[Opening Data to use section]

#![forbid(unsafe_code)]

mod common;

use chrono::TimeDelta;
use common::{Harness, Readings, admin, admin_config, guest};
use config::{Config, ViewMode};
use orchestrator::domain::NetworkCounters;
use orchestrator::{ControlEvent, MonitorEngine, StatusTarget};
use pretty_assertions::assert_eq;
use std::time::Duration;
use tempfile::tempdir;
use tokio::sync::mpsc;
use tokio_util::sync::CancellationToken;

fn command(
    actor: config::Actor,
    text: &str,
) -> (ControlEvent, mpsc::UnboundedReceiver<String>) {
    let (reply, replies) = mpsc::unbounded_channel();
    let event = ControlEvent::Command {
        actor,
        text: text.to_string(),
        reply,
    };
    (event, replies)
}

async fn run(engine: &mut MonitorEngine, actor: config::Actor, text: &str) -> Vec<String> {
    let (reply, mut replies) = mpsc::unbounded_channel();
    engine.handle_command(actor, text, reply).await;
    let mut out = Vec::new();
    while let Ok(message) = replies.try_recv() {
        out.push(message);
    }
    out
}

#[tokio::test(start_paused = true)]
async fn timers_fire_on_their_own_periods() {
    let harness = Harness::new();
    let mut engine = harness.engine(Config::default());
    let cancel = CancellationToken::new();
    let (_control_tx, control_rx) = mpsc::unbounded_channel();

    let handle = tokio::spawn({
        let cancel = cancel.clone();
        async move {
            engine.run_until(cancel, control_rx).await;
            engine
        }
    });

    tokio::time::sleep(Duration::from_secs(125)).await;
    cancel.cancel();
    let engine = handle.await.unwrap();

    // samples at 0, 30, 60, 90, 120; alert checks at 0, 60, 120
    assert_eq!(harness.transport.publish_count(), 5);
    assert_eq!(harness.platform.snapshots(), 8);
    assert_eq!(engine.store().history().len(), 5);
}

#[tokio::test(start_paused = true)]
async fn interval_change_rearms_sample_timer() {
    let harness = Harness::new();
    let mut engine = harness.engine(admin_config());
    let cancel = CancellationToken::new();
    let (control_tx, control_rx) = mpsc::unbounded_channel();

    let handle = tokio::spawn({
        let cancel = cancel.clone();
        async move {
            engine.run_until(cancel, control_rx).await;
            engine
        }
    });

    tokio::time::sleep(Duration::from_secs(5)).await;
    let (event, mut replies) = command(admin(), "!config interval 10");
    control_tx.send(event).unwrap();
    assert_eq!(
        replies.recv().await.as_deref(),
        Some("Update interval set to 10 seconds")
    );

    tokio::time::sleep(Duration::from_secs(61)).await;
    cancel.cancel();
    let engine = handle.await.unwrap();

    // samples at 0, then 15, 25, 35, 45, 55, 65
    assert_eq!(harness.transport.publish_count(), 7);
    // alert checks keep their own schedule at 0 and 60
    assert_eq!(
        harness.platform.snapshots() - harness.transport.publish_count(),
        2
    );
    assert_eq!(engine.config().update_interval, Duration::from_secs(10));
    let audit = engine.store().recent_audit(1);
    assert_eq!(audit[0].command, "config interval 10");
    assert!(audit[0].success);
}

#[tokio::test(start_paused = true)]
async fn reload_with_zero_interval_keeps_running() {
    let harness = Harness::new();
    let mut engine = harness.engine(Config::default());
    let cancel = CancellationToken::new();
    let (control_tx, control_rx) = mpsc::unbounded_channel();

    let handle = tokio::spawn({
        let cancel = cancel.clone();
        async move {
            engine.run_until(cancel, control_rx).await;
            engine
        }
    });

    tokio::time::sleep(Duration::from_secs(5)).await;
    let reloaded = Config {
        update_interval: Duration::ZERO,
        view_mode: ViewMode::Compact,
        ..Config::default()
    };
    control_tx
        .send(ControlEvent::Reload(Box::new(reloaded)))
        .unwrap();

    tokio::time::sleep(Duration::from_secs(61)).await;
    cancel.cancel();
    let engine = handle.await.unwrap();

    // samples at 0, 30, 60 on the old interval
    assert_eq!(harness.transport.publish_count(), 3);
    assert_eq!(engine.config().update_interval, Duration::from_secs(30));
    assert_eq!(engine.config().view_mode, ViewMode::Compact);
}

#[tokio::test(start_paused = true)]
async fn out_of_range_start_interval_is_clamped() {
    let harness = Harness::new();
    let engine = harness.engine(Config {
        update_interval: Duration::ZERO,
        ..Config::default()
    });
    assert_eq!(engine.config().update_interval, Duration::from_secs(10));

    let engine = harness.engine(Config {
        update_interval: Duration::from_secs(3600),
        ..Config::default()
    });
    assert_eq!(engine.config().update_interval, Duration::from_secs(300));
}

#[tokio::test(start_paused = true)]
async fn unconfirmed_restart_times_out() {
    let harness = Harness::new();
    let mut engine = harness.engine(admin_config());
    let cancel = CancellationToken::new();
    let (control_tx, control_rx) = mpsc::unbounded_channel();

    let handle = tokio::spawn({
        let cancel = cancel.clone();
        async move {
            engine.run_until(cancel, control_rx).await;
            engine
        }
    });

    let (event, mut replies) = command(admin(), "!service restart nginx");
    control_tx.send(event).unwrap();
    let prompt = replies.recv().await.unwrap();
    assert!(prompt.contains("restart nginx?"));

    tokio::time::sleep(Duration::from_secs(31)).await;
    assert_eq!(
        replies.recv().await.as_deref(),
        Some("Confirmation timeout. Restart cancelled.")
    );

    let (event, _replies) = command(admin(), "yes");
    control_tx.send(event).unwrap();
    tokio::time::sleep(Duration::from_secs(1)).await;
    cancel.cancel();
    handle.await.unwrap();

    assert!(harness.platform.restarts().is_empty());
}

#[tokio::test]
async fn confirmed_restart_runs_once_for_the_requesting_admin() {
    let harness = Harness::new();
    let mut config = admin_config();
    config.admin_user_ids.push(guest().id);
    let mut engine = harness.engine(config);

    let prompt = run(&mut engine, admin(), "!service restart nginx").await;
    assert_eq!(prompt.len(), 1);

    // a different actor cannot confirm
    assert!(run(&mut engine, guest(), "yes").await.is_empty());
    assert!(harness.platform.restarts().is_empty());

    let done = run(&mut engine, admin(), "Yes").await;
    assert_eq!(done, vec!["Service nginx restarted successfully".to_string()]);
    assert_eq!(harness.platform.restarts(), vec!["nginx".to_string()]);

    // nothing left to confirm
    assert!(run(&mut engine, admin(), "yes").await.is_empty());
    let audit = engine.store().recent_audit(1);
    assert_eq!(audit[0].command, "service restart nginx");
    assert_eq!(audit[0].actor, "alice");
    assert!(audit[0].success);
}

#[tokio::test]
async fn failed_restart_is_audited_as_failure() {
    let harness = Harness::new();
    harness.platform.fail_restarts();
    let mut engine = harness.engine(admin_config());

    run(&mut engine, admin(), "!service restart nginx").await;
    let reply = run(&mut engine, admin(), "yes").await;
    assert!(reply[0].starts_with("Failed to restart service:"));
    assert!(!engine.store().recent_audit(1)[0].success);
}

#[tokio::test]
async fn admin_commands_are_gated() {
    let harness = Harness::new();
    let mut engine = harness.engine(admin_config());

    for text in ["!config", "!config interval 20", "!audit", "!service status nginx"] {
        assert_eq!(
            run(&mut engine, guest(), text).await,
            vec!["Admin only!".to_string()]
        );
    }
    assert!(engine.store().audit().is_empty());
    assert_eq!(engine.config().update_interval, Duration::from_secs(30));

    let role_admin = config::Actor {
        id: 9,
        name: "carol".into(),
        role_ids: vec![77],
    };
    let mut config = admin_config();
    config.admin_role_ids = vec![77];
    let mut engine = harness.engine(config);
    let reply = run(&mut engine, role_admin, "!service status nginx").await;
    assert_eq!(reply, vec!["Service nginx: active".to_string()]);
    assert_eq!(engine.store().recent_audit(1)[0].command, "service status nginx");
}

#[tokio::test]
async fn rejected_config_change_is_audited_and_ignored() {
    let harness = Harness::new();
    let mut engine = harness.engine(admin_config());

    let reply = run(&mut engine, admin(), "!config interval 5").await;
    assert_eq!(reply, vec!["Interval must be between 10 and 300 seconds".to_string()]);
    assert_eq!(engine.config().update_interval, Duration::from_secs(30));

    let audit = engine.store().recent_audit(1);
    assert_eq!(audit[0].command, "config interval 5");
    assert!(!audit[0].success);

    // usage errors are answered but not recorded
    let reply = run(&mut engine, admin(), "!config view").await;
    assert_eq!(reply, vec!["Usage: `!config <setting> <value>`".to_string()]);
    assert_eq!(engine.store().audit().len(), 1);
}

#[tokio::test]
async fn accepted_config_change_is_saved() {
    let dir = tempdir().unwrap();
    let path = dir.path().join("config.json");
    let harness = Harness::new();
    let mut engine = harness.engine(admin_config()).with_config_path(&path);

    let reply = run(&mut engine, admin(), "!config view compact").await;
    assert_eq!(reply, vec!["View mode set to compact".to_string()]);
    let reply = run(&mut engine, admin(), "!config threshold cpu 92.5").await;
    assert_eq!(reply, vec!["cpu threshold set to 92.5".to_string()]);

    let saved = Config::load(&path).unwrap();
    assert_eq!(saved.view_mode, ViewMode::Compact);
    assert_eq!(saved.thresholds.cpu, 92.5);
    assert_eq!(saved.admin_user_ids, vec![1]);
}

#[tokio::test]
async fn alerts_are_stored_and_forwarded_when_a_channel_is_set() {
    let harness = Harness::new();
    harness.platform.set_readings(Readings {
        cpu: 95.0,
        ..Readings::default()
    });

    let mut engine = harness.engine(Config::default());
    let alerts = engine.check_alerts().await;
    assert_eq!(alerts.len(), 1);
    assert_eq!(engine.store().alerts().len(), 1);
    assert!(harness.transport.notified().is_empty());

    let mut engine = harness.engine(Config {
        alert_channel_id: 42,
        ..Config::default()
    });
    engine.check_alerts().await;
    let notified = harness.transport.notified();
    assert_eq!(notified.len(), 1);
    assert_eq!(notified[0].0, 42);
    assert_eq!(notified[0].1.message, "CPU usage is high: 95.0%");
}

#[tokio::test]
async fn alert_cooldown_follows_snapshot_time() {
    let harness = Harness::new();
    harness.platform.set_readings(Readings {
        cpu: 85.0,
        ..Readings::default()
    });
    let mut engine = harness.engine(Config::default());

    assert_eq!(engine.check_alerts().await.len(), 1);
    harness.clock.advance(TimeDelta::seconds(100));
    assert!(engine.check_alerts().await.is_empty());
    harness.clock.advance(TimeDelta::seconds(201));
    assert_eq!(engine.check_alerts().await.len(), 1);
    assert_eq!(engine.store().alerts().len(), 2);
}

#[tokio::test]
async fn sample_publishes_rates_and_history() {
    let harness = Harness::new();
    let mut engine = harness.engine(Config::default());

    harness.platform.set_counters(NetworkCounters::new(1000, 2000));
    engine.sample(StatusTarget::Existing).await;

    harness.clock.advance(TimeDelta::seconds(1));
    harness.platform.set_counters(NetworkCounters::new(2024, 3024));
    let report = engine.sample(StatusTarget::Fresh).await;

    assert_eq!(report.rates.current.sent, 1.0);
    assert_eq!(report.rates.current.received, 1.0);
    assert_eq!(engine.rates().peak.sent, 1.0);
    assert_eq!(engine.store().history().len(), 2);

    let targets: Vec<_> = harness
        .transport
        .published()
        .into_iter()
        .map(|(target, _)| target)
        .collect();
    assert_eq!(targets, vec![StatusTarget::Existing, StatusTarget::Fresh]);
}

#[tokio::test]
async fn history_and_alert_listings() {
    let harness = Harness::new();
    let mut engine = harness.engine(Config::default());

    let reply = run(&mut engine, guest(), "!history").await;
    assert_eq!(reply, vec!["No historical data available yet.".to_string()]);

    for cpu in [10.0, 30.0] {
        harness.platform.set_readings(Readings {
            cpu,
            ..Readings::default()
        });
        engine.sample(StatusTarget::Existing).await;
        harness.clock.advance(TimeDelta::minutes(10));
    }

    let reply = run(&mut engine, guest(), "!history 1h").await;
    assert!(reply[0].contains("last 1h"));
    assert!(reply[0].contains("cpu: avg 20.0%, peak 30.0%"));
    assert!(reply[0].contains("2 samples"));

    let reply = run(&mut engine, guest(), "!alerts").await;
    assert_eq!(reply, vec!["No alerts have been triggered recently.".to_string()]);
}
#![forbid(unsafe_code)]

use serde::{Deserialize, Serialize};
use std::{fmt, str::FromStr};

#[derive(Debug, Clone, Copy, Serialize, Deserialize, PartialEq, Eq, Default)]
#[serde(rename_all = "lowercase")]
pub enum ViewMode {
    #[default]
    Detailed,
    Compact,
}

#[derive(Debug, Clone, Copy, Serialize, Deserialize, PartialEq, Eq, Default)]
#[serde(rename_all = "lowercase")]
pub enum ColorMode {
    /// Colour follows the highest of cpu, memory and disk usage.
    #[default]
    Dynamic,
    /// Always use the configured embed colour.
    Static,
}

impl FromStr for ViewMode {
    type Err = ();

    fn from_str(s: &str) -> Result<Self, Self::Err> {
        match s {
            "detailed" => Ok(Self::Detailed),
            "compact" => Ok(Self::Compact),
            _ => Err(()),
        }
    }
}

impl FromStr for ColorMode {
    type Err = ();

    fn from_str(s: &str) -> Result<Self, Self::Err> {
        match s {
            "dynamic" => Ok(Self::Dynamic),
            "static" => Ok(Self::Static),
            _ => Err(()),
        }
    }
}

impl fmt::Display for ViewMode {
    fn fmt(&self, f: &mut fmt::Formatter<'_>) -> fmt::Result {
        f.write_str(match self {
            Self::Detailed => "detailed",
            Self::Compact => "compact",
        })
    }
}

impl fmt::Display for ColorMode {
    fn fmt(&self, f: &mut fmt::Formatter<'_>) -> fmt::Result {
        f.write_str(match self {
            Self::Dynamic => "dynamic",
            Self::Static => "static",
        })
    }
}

[Closing Data to use section]

**Instructions for the task:** Using the material above, work out the number of lines that include "targets" and answer with that number by itself.

**Result below:** 2